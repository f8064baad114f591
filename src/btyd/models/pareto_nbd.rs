//! Pareto/NBD — Poisson purchases with exponential lifetimes.
//!
//! Purpose
//! -------
//! Continuous-time purchase model: while alive a customer buys at rate
//! `λ ~ Gamma(r, α)`; the lifetime is exponential with rate
//! `μ ~ Gamma(s, β)`.
//!
//! Key behaviors
//! -------------
//! - [`ParetoNbd`] implements [`BtydModel`] with parameters `(r, α, s, β)`;
//!   both `α` and `β` are time rates and are rescaled by the fitter.
//! - [`ParetoNbdParams`] implements [`PurchaseModel`] and adds the
//!   conditional purchase-count pmf
//!   [`ParetoNbdParams::conditional_probability_of_n_purchases_up_to_time`].
//!
//! Invariants & assumptions
//! ------------------------
//! - The likelihood's `A₀` term is a difference of two hypergeometric
//!   products. It is combined with a signed log-sum-exp; a non-positive
//!   difference (cancellation at `t_x = T` or underflow) maps to `ln 0`.
//! - `α < β` and `α ≥ β` use the two mirrored series so the
//!   hypergeometric argument stays in `[0, 1)`.
//! - `s = 1` is handled through the limit `(1 - q^(s-1))/(s-1) → -ln q`.
//!
//! Testing notes
//! -------------
//! - Unit tests cover a reference `P(alive)` and conditional expectation,
//!   the overflow regime of `A₀` with very large frequencies, smoothness of
//!   the conditional expectation in frequency, and normalization of both
//!   pmfs.
use crate::{
    btyd::{
        core::{
            data::SummaryData,
            params::{ModelParams, ParamSpec, ParamVector, positive_param},
        },
        errors::{BtydError, BtydResult},
        models::traits::{BtydModel, ModelKind, PurchaseModel},
    },
    special_functions::{
        gamma_beta::{ln_beta, ln_factorial, ln_gamma},
        hypergeometric::log_hyp2f1,
        log_sum_exp::{log_add_exp, signed_log_sum_exp},
    },
};
use ndarray::Array1;
use serde::{Deserialize, Serialize};

/// Pareto/NBD model descriptor.
#[derive(Debug, Clone, Copy, Default, PartialEq, Eq, Serialize, Deserialize)]
pub struct ParetoNbd;

/// Fitted Pareto/NBD parameters.
#[derive(Debug, Clone, Copy, PartialEq, Serialize, Deserialize)]
pub struct ParetoNbdParams {
    pub r: f64,
    pub alpha: f64,
    pub s: f64,
    pub beta: f64,
}

/// Below this distance from 1, `s` is treated as exactly 1.
const UNIT_SHAPE_TOL: f64 = 1e-10;

impl ParetoNbdParams {
    /// Validated constructor.
    ///
    /// # Errors
    /// - `BtydError::InvalidParams` if any value is not finite and positive.
    pub fn new(r: f64, alpha: f64, s: f64, beta: f64) -> BtydResult<Self> {
        Ok(Self {
            r: positive_param("r", r)?,
            alpha: positive_param("alpha", alpha)?,
            s: positive_param("s", s)?,
            beta: positive_param("beta", beta)?,
        })
    }

    /// log_a0 — `ln A₀(x, t_x, T)`, the "died between t_x and T" term.
    ///
    /// Returns
    /// -------
    /// `f64`
    ///   `ln A₀`, `-∞` when the difference of the two series is not
    ///   positive (e.g. `t_x == T`).
    pub fn log_a0(&self, frequency: f64, recency: f64, age: f64) -> f64 {
        let Self { r, alpha, s, beta } = *self;
        let (max_rate, shape) = if alpha < beta { (beta, r + frequency) } else { (alpha, s + 1.0) };
        let rsf = r + s + frequency;
        let gap = (alpha - beta).abs();
        let q1 = max_rate + recency;
        let q2 = max_rate + age;
        let log_p1 = log_hyp2f1(rsf, shape, rsf + 1.0, gap / q1);
        let log_p2 = log_hyp2f1(rsf, shape, rsf + 1.0, gap / q2);
        let (log_diff, sign) =
            signed_log_sum_exp(&[log_p1 + rsf * q2.ln(), log_p2 + rsf * q1.ln()], &[1.0, -1.0]);
        if sign.is_nan() {
            return f64::NAN;
        }
        if sign <= 0.0 {
            return f64::NEG_INFINITY;
        }
        log_diff - rsf * (q1.ln() + q2.ln())
    }

    /// Per-subject log-likelihood.
    pub fn log_likelihood(&self, frequency: f64, recency: f64, age: f64) -> f64 {
        let Self { r, alpha, s, beta } = *self;
        let x = frequency;
        let alive = -(r + x) * (alpha + age).ln() - s * (beta + age).ln();
        let died = s.ln() + self.log_a0(x, recency, age) - (r + s + x).ln();
        ln_gamma(r + x) - ln_gamma(r) + r * alpha.ln() + s * beta.ln() + log_add_exp(alive, died)
    }

    /// `P(X(t) = n)` for a new customer, without the `t ≤ 0` shortcut.
    fn pmf(&self, t: f64, n: u32) -> f64 {
        let Self { r, alpha, s, beta } = *self;
        let nf = f64::from(n);
        let mut log_first = ln_gamma(r + nf) - ln_gamma(r) - ln_factorial(nf)
            + r * (alpha / (alpha + t)).ln()
            + s * (beta / (beta + t)).ln();
        if n > 0 {
            log_first += nf * (t / (alpha + t)).ln();
        }

        let (max_rate, shape) = if alpha >= beta { (alpha, s + 1.0) } else { (beta, r + nf) };
        let gap = (alpha - beta).abs();
        let c = r + s + nf + 1.0;
        let mut terms = Vec::with_capacity(n as usize + 2);
        let mut signs = Vec::with_capacity(n as usize + 2);
        terms.push(log_hyp2f1(r + s, shape, c, gap / max_rate) - (r + s) * max_rate.ln());
        signs.push(1.0);
        for i in 0..=n {
            let fi = f64::from(i);
            let mut log_coef = ln_gamma(r + s + fi) - ln_gamma(r + s) - ln_factorial(fi);
            if i > 0 {
                log_coef += fi * t.ln();
            }
            let log_tail = log_hyp2f1(r + s + fi, shape, c, gap / (max_rate + t))
                - (r + s + fi) * (max_rate + t).ln();
            terms.push(log_coef + log_tail);
            signs.push(-1.0);
        }
        let (log_bracket, sign) = signed_log_sum_exp(&terms, &signs);
        let second = if sign > 0.0 {
            (r * alpha.ln() + s * beta.ln() + ln_beta(r + nf, s + 1.0) - ln_beta(r, s)
                + log_bracket)
                .exp()
        } else {
            0.0
        };
        log_first.exp() + second
    }

    /// conditional_probability_of_n_purchases_up_to_time — `P(X(T, T+t] = n | x, t_x, T)`.
    ///
    /// Parameters
    /// ----------
    /// - `n`: `u32`
    ///   Number of future purchases.
    /// - `t`: `f64`
    ///   Future horizon length.
    /// - `frequency`, `recency`, `age`: `f64`
    ///   The customer's history `(x, t_x, T)`.
    ///
    /// Returns
    /// -------
    /// `f64`
    ///   A pmf over `n`: an alive customer behaves like a new one with
    ///   posterior parameters `(r + x, α + T, s, β + T)`; an inactive one
    ///   buys nothing.
    pub fn conditional_probability_of_n_purchases_up_to_time(
        &self, n: u32, t: f64, frequency: f64, recency: f64, age: f64,
    ) -> f64 {
        let p_alive = self.conditional_probability_alive(frequency, recency, age);
        let posterior = Self {
            r: self.r + frequency,
            alpha: self.alpha + age,
            s: self.s,
            beta: self.beta + age,
        };
        let alive_part = p_alive * posterior.probability_of_n_purchases_up_to_time(t, n);
        if n == 0 { alive_part + (1.0 - p_alive) } else { alive_part }
    }
}

/// `(1 - q^(s-1)) / (s - 1)` from `ln q`, with the `s → 1` limit `-ln q`.
fn shape_ratio(s: f64, log_q: f64) -> f64 {
    let k = s - 1.0;
    if k.abs() < UNIT_SHAPE_TOL { -log_q } else { -(k * log_q).exp_m1() / k }
}

impl ModelParams for ParetoNbdParams {
    fn to_vector(&self) -> ParamVector {
        ParamVector::from_pairs([("r", self.r), ("alpha", self.alpha), ("s", self.s), ("beta", self.beta)])
    }

    fn from_vector(vector: &ParamVector) -> BtydResult<Self> {
        match vector.unload(&["r", "alpha", "s", "beta"])?.as_slice() {
            &[r, alpha, s, beta] => Self::new(r, alpha, s, beta),
            other => Err(BtydError::ParamCountMismatch { expected: 4, found: other.len() }),
        }
    }
}

impl BtydModel for ParetoNbd {
    type Data = SummaryData;
    type Params = ParetoNbdParams;

    const KIND: ModelKind = ModelKind::ParetoNbd;

    fn param_specs(&self, _data: &SummaryData) -> Vec<ParamSpec> {
        vec![
            ParamSpec::positive("r"),
            ParamSpec::time_scaled("alpha"),
            ParamSpec::positive("s"),
            ParamSpec::time_scaled("beta"),
        ]
    }

    fn log_likelihood_terms(&self, params: &ParetoNbdParams, data: &SummaryData) -> Array1<f64> {
        data.rows().map(|(x, t_x, age)| params.log_likelihood(x, t_x, age)).collect()
    }
}

impl PurchaseModel for ParetoNbdParams {
    /// `E[X(t)] = rβ/α · (1 - (β/(β+t))^(s-1)) / (s-1)`.
    fn expected_number_of_purchases_up_to_time(&self, t: f64) -> f64 {
        if t <= 0.0 {
            return 0.0;
        }
        let Self { r, alpha, s, beta } = *self;
        r * beta / alpha * shape_ratio(s, (beta / (beta + t)).ln())
    }

    fn conditional_expected_number_of_purchases_up_to_time(
        &self, t: f64, frequency: f64, recency: f64, age: f64,
    ) -> f64 {
        if t <= 0.0 {
            return 0.0;
        }
        let Self { r, alpha, s, beta } = *self;
        let x = frequency;
        let log_alive = ln_gamma(r + x) - ln_gamma(r) + r * alpha.ln() + s * beta.ln()
            - (r + x) * (alpha + age).ln()
            - s * (beta + age).ln();
        let log_rate = (r + x).ln() + (beta + age).ln() - (alpha + age).ln();
        let ratio = shape_ratio(s, ((beta + age) / (beta + age + t)).ln());
        (log_alive + log_rate + ratio.ln() - self.log_likelihood(x, recency, age)).exp()
    }

    fn conditional_probability_alive(&self, frequency: f64, recency: f64, age: f64) -> f64 {
        let Self { r, alpha, s, beta } = *self;
        let x = frequency;
        let log_odds = s.ln() - (r + s + x).ln()
            + (r + x) * (alpha + age).ln()
            + s * (beta + age).ln()
            + self.log_a0(x, recency, age);
        (-log_add_exp(0.0, log_odds)).exp()
    }

    fn probability_of_n_purchases_up_to_time(&self, t: f64, n: u32) -> f64 {
        if t <= 0.0 {
            return if n == 0 { 1.0 } else { 0.0 };
        }
        self.pmf(t, n)
    }
}

#[cfg(test)]
mod tests {
    use super::*;
    use approx::assert_abs_diff_eq;

    // -------------------------------------------------------------------------
    // Scope
    // -----
    // - Reference `P(alive)`, conditional and unconditional expectations.
    // - Overflow and underflow regimes of `A₀` and the conditional
    //   expectation.
    // - Normalization of the unconditional and conditional pmfs for both
    //   orderings of α and β.
    // -------------------------------------------------------------------------

    fn reference() -> ParetoNbdParams {
        ParetoNbdParams::new(0.5534, 10.5802, 0.6061, 11.6562).expect("valid params")
    }

    #[test]
    // Purpose
    // -------
    // Predictions match reference values for a typical customer.
    //
    // Given
    // -----
    // - Reference parameters; (x, t_x, T) = (26, 30.86, 31).
    //
    // Expect
    // ------
    // - P(alive) ≈ 0.9979, E[X(52) | history] ≈ 25.455, E[X(1)] ≈ 0.0510.
    fn reference_predictions() {
        let params = reference();
        assert_abs_diff_eq!(params.conditional_probability_alive(26.0, 30.86, 31.0), 0.9979, epsilon = 1e-3);
        assert_abs_diff_eq!(
            params.conditional_expected_number_of_purchases_up_to_time(52.0, 26.0, 30.86, 31.0),
            25.4549,
            epsilon = 1e-3
        );
        assert_abs_diff_eq!(params.expected_number_of_purchases_up_to_time(1.0), 0.0510045, epsilon = 1e-6);
    }

    #[test]
    // Purpose
    // -------
    // Very large frequencies neither overflow `A₀` nor push `P(alive)`
    // outside [0, 1].
    //
    // Given
    // -----
    // - (r, α, s, β) = (10.465, 0.00798565181, 3.0516, 2.820); frequencies
    //   400/500 and 40/50 with recency in {5, 1, 4}, age in {6, 37, 37}.
    //
    // Expect
    // ------
    // - `ln A₀` finite and negative; `P(alive)` finite in [0, 1].
    fn large_frequency_regime_is_stable() {
        // Arrange
        let params = ParetoNbdParams::new(10.465, 7.98565181e-03, 3.0516, 2.820).expect("valid");
        let histories = [(5.0, 6.0), (1.0, 37.0), (4.0, 37.0)];

        // Act + Assert
        for ((t_x, age), x) in histories.iter().zip([400.0, 500.0, 500.0]) {
            let log_a0 = params.log_a0(x, *t_x, *age);
            assert!(log_a0.is_finite() && log_a0 < 0.0, "x={x}: {log_a0}");
        }
        for ((t_x, age), x) in histories.iter().zip([40.0, 50.0, 50.0]) {
            let p = params.conditional_probability_alive(x, *t_x, *age);
            assert!(p.is_finite() && (0.0..=1.0).contains(&p), "x={x}: {p}");
        }
    }

    #[test]
    // Purpose
    // -------
    // The conditional expectation moves smoothly with frequency for long,
    // old histories where naive products underflow.
    //
    // Given
    // -----
    // - (r, α, s, β) = (0.55, 10.58, 0.61, 11.67); t = 10, t_x = T = 200,
    //   x = 132 and 133.
    //
    // Expect
    // ------
    // - Values within 0.05 of each other, both ≈ 6.2.
    fn conditional_expectation_does_not_underflow() {
        let params = ParetoNbdParams::new(0.55, 10.58, 0.61, 11.67).expect("valid");
        let lo = params.conditional_expected_number_of_purchases_up_to_time(10.0, 132.0, 200.0, 200.0);
        let hi = params.conditional_expected_number_of_purchases_up_to_time(10.0, 133.0, 200.0, 200.0);
        assert!((lo - hi).abs() < 0.05, "{lo} vs {hi}");
        assert_abs_diff_eq!(lo, 6.206, epsilon = 1e-2);
    }

    #[test]
    // Purpose
    // -------
    // The unconditional pmf is normalized for α ≥ β and α < β, and the
    // conditional pmf is normalized for a typical history.
    //
    // Given
    // -----
    // - Reference parameters and a copy with α = 3; t = 30; n = 0..400.
    //
    // Expect
    // ------
    // - Each sum within 1e-6 of 1.
    fn pmfs_are_normalized() {
        let params = reference();
        let swapped = ParetoNbdParams { alpha: 3.0, ..params };
        for p in [params, swapped] {
            let total: f64 = (0..400).map(|n| p.probability_of_n_purchases_up_to_time(30.0, n)).sum();
            assert_abs_diff_eq!(total, 1.0, epsilon = 1e-6);
        }
        let total: f64 = (0..400)
            .map(|n| params.conditional_probability_of_n_purchases_up_to_time(n, 30.0, 5.0, 20.0, 31.0))
            .sum();
        assert_abs_diff_eq!(total, 1.0, epsilon = 1e-6);
    }

    #[test]
    // Purpose
    // -------
    // An empty history leaves the customer certainly alive and the
    // conditional expectation equal to the unconditional one.
    //
    // Given
    // -----
    // - (x, t_x, T) = (0, 0, 0), t = 20.
    //
    // Expect
    // ------
    // - P(alive) = 1 within 1e-12; expectations equal within 1e-9.
    fn empty_history_reduces_to_prior() {
        let params = reference();
        assert_abs_diff_eq!(params.conditional_probability_alive(0.0, 0.0, 0.0), 1.0, epsilon = 1e-12);
        assert_abs_diff_eq!(
            params.conditional_expected_number_of_purchases_up_to_time(20.0, 0.0, 0.0, 0.0),
            params.expected_number_of_purchases_up_to_time(20.0),
            epsilon = 1e-9
        );
    }

    #[test]
    // Purpose
    // -------
    // `s = 1` uses the logarithmic limit instead of dividing by zero.
    //
    // Given
    // -----
    // - s = 1 exactly and s = 1 ± 1e-7.
    //
    // Expect
    // ------
    // - Finite `E[X(10)]`, continuous across s = 1.
    fn unit_shape_limit_is_continuous() {
        let base = reference();
        let at_one = ParetoNbdParams { s: 1.0, ..base }.expected_number_of_purchases_up_to_time(10.0);
        let below = ParetoNbdParams { s: 1.0 - 1e-7, ..base }.expected_number_of_purchases_up_to_time(10.0);
        let above = ParetoNbdParams { s: 1.0 + 1e-7, ..base }.expected_number_of_purchases_up_to_time(10.0);
        assert!(at_one.is_finite());
        assert_abs_diff_eq!(at_one, below, epsilon = 1e-6);
        assert_abs_diff_eq!(at_one, above, epsilon = 1e-6);
    }
}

-=-=-=-=-

[WHAT TO WORK ON]
In the entries above, find each line with the word "Debug" and show it.

[TASK RESPONSE]
#[derive(Debug, Clone, Copy, Default, PartialEq, Eq, Serialize, Deserialize)]
#[derive(Debug, Clone, Copy, PartialEq, Serialize, Deserialize)]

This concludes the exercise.